> _Dataset records_
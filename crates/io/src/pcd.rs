use std::fs;
use std::io;
use std::path::Path;

use tracing::{debug, warn};
use xyzi2rgb_core::{PointCloud, PointXYZI, PointXYZRGB};

/// A point type with a fixed PCD field layout.
///
/// Every field is written as a 4-byte float (`SIZE 4`, `TYPE F`, `COUNT 1`).
pub trait PcdPoint {
    const FIELDS: &'static [&'static str];

    /// Appends the ASCII values for one point, space separated, no newline.
    fn write_ascii(&self, out: &mut String);

    /// Appends the little-endian bytes for one point.
    fn write_le(&self, buf: &mut Vec<u8>);
}

impl PcdPoint for PointXYZI {
    const FIELDS: &'static [&'static str] = &["x", "y", "z", "intensity"];

    fn write_ascii(&self, out: &mut String) {
        out.push_str(&format!(
            "{} {} {} {}",
            self.x, self.y, self.z, self.intensity
        ));
    }

    fn write_le(&self, buf: &mut Vec<u8>) {
        buf.extend_from_slice(&self.x.to_le_bytes());
        buf.extend_from_slice(&self.y.to_le_bytes());
        buf.extend_from_slice(&self.z.to_le_bytes());
        buf.extend_from_slice(&self.intensity.to_le_bytes());
    }
}

impl PcdPoint for PointXYZRGB {
    const FIELDS: &'static [&'static str] = &["x", "y", "z", "rgb"];

    // PCL prints the packed color as its unsigned integer bit pattern.
    fn write_ascii(&self, out: &mut String) {
        out.push_str(&format!(
            "{} {} {} {}",
            self.x,
            self.y,
            self.z,
            self.rgb.to_bits()
        ));
    }

    fn write_le(&self, buf: &mut Vec<u8>) {
        buf.extend_from_slice(&self.x.to_le_bytes());
        buf.extend_from_slice(&self.y.to_le_bytes());
        buf.extend_from_slice(&self.z.to_le_bytes());
        buf.extend_from_slice(&self.rgb.to_bits().to_le_bytes());
    }
}

/// Reads an XYZI cloud from a PCD file (ASCII or binary).
///
/// A file without an `intensity` field loads with zero intensity.
pub fn read_pcd_xyzi(path: impl AsRef<Path>) -> io::Result<PointCloud<PointXYZI>> {
    let path = path.as_ref();
    let raw = fs::read(path)?;
    let pcd = PcdFile::parse(&raw)?;

    let ix = pcd.header.require("x")?;
    let iy = pcd.header.require("y")?;
    let iz = pcd.header.require("z")?;
    let ii = pcd.header.position("intensity");
    if ii.is_none() {
        warn!(path = %path.display(), "PCD file has no intensity field, using 0");
    }

    let points = pcd.collect_points(|rec| {
        Ok(PointXYZI {
            x: rec.value(ix)?,
            y: rec.value(iy)?,
            z: rec.value(iz)?,
            intensity: match ii {
                Some(ii) => rec.value(ii)?,
                None => 0.0,
            },
        })
    })?;

    debug!(path = %path.display(), points = points.len(), "read XYZI PCD");
    Ok(pcd.header.shape(points))
}

/// Reads a packed-color cloud from a PCD file. The color comes from the
/// `rgb` field, or `rgba` when there is no `rgb`.
pub fn read_pcd_xyzrgb(path: impl AsRef<Path>) -> io::Result<PointCloud<PointXYZRGB>> {
    let raw = fs::read(path)?;
    let pcd = PcdFile::parse(&raw)?;

    let ix = pcd.header.require("x")?;
    let iy = pcd.header.require("y")?;
    let iz = pcd.header.require("z")?;
    let ic = pcd
        .header
        .position("rgb")
        .or_else(|| pcd.header.position("rgba"))
        .ok_or_else(|| invalid("PCD file has no rgb or rgba field"))?;

    let points = pcd.collect_points(|rec| {
        Ok(PointXYZRGB::from_packed(
            rec.value(ix)?,
            rec.value(iy)?,
            rec.value(iz)?,
            f32::from_bits(rec.bits(ic)?),
        ))
    })?;

    Ok(pcd.header.shape(points))
}

/// Writes a PCD file in ASCII format.
pub fn write_pcd<P: PcdPoint>(path: impl AsRef<Path>, cloud: &PointCloud<P>) -> io::Result<()> {
    let mut out = header_text::<P>(cloud, "ascii");
    for p in cloud.iter() {
        p.write_ascii(&mut out);
        out.push('\n');
    }
    fs::write(path, out)
}

/// Writes a PCD file in binary format.
pub fn write_pcd_binary<P: PcdPoint>(
    path: impl AsRef<Path>,
    cloud: &PointCloud<P>,
) -> io::Result<()> {
    let header = header_text::<P>(cloud, "binary");
    let point_size = P::FIELDS.len() * 4;
    let mut buf = Vec::with_capacity(header.len() + cloud.len() * point_size);
    buf.extend_from_slice(header.as_bytes());
    for p in cloud.iter() {
        p.write_le(&mut buf);
    }
    fs::write(path, buf)
}

fn header_text<P: PcdPoint>(cloud: &PointCloud<P>, data: &str) -> String {
    let n = P::FIELDS.len();
    let repeat = |v: &str| vec![v; n].join(" ");

    let mut out = String::new();
    out.push_str("# .PCD v0.7 - Point Cloud Data file format\n");
    out.push_str("VERSION 0.7\n");
    out.push_str(&format!("FIELDS {}\n", P::FIELDS.join(" ")));
    out.push_str(&format!("SIZE {}\n", repeat("4")));
    out.push_str(&format!("TYPE {}\n", repeat("F")));
    out.push_str(&format!("COUNT {}\n", repeat("1")));
    out.push_str(&format!("WIDTH {}\n", cloud.width()));
    out.push_str(&format!("HEIGHT {}\n", cloud.height()));
    out.push_str("VIEWPOINT 0 0 0 1 0 0 0\n");
    out.push_str(&format!("POINTS {}\n", cloud.len()));
    out.push_str(&format!("DATA {}\n", data));
    out
}

// --- Internal helpers ---

fn invalid(msg: impl Into<String>) -> io::Error {
    io::Error::new(io::ErrorKind::InvalidData, msg.into())
}

#[derive(Debug, Clone, Copy, PartialEq, Eq)]
enum DataFormat {
    Ascii,
    Binary,
}

#[derive(Debug, Clone, Copy, PartialEq, Eq)]
enum FieldKind {
    Float,
    Unsigned,
    Signed,
}

#[derive(Debug, Clone)]
struct Field {
    name: String,
    size: usize,
    kind: FieldKind,
    /// Byte offset of the first element inside a binary record.
    offset: usize,
    /// Index of the first element inside an ASCII row.
    column: usize,
}

#[derive(Debug)]
struct PcdHeader {
    fields: Vec<Field>,
    width: usize,
    height: usize,
    points: usize,
    data: DataFormat,
    /// Bytes per binary record.
    stride: usize,
    /// Values per ASCII row.
    columns: usize,
}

> _Task description_
Return all the data exactly as given.

> _Your response_
filename crates/io/src/pcd.rs
use std::fs;
use std::io;
use std::path::Path;

use tracing::{debug, warn};
use xyzi2rgb_core::{PointCloud, PointXYZI, PointXYZRGB};

/// A point type with a fixed PCD field layout.
///
/// Every field is written as a 4-byte float (`SIZE 4`, `TYPE F`, `COUNT 1`).
pub trait PcdPoint {
    const FIELDS: &'static [&'static str];

    /// Appends the ASCII values for one point, space separated, no newline.
    fn write_ascii(&self, out: &mut String);

    /// Appends the little-endian bytes for one point.
    fn write_le(&self, buf: &mut Vec<u8>);
}

impl PcdPoint for PointXYZI {
    const FIELDS: &'static [&'static str] = &["x", "y", "z", "intensity"];

    fn write_ascii(&self, out: &mut String) {
        out.push_str(&format!(
            "{} {} {} {}",
            self.x, self.y, self.z, self.intensity
        ));
    }

    fn write_le(&self, buf: &mut Vec<u8>) {
        buf.extend_from_slice(&self.x.to_le_bytes());
        buf.extend_from_slice(&self.y.to_le_bytes());
        buf.extend_from_slice(&self.z.to_le_bytes());
        buf.extend_from_slice(&self.intensity.to_le_bytes());
    }
}

impl PcdPoint for PointXYZRGB {
    const FIELDS: &'static [&'static str] = &["x", "y", "z", "rgb"];

    // PCL prints the packed color as its unsigned integer bit pattern.
    fn write_ascii(&self, out: &mut String) {
        out.push_str(&format!(
            "{} {} {} {}",
            self.x,
            self.y,
            self.z,
            self.rgb.to_bits()
        ));
    }

    fn write_le(&self, buf: &mut Vec<u8>) {
        buf.extend_from_slice(&self.x.to_le_bytes());
        buf.extend_from_slice(&self.y.to_le_bytes());
        buf.extend_from_slice(&self.z.to_le_bytes());
        buf.extend_from_slice(&self.rgb.to_bits().to_le_bytes());
    }
}

/// Reads an XYZI cloud from a PCD file (ASCII or binary).
///
/// A file without an `intensity` field loads with zero intensity.
pub fn read_pcd_xyzi(path: impl AsRef<Path>) -> io::Result<PointCloud<PointXYZI>> {
    let path = path.as_ref();
    let raw = fs::read(path)?;
    let pcd = PcdFile::parse(&raw)?;

    let ix = pcd.header.require("x")?;
    let iy = pcd.header.require("y")?;
    let iz = pcd.header.require("z")?;
    let ii = pcd.header.position("intensity");
    if ii.is_none() {
        warn!(path = %path.display(), "PCD file has no intensity field, using 0");
    }

    let points = pcd.collect_points(|rec| {
        Ok(PointXYZI {
            x: rec.value(ix)?,
            y: rec.value(iy)?,
            z: rec.value(iz)?,
            intensity: match ii {
                Some(ii) => rec.value(ii)?,
                None => 0.0,
            },
        })
    })?;

    debug!(path = %path.display(), points = points.len(), "read XYZI PCD");
    Ok(pcd.header.shape(points))
}

/// Reads a packed-color cloud from a PCD file. The color comes from the
/// `rgb` field, or `rgba` when there is no `rgb`.
pub fn read_pcd_xyzrgb(path: impl AsRef<Path>) -> io::Result<PointCloud<PointXYZRGB>> {
    let raw = fs::read(path)?;
    let pcd = PcdFile::parse(&raw)?;

    let ix = pcd.header.require("x")?;
    let iy = pcd.header.require("y")?;
    let iz = pcd.header.require("z")?;
    let ic = pcd
        .header
        .position("rgb")
        .or_else(|| pcd.header.position("rgba"))
        .ok_or_else(|| invalid("PCD file has no rgb or rgba field"))?;

    let points = pcd.collect_points(|rec| {
        Ok(PointXYZRGB::from_packed(
            rec.value(ix)?,
            rec.value(iy)?,
            rec.value(iz)?,
            f32::from_bits(rec.bits(ic)?),
        ))
    })?;

    Ok(pcd.header.shape(points))
}

/// Writes a PCD file in ASCII format.
pub fn write_pcd<P: PcdPoint>(path: impl AsRef<Path>, cloud: &PointCloud<P>) -> io::Result<()> {
    let mut out = header_text::<P>(cloud, "ascii");
    for p in cloud.iter() {
        p.write_ascii(&mut out);
        out.push('\n');
    }
    fs::write(path, out)
}

/// Writes a PCD file in binary format.
pub fn write_pcd_binary<P: PcdPoint>(
    path: impl AsRef<Path>,
    cloud: &PointCloud<P>,
) -> io::Result<()> {
    let header = header_text::<P>(cloud, "binary");
    let point_size = P::FIELDS.len() * 4;
    let mut buf = Vec::with_capacity(header.len() + cloud.len() * point_size);
    buf.extend_from_slice(header.as_bytes());
    for p in cloud.iter() {
        p.write_le(&mut buf);
    }
    fs::write(path, buf)
}

fn header_text<P: PcdPoint>(cloud: &PointCloud<P>, data: &str) -> String {
    let n = P::FIELDS.len();
    let repeat = |v: &str| vec![v; n].join(" ");

    let mut out = String::new();
    out.push_str("# .PCD v0.7 - Point Cloud Data file format\n");
    out.push_str("VERSION 0.7\n");
    out.push_str(&format!("FIELDS {}\n", P::FIELDS.join(" ")));
    out.push_str(&format!("SIZE {}\n", repeat("4")));
    out.push_str(&format!("TYPE {}\n", repeat("F")));
    out.push_str(&format!("COUNT {}\n", repeat("1")));
    out.push_str(&format!("WIDTH {}\n", cloud.width()));
    out.push_str(&format!("HEIGHT {}\n", cloud.height()));
    out.push_str("VIEWPOINT 0 0 0 1 0 0 0\n");
    out.push_str(&format!("POINTS {}\n", cloud.len()));
    out.push_str(&format!("DATA {}\n", data));
    out
}

// --- Internal helpers ---

fn invalid(msg: impl Into<String>) -> io::Error {
    io::Error::new(io::ErrorKind::InvalidData, msg.into())
}

#[derive(Debug, Clone, Copy, PartialEq, Eq)]
enum DataFormat {
    Ascii,
    Binary,
}

#[derive(Debug, Clone, Copy, PartialEq, Eq)]
enum FieldKind {
    Float,
    Unsigned,
    Signed,
}

#[derive(Debug, Clone)]
struct Field {
    name: String,
    size: usize,
    kind: FieldKind,
    /// Byte offset of the first element inside a binary record.
    offset: usize,
    /// Index of the first element inside an ASCII row.
    column: usize,
}

#[derive(Debug)]
struct PcdHeader {
    fields: Vec<Field>,
    width: usize,
    height: usize,
    points: usize,
    data: DataFormat,
    /// Bytes per binary record.
    stride: usize,
    /// Values per ASCII row.
    columns: usize,
}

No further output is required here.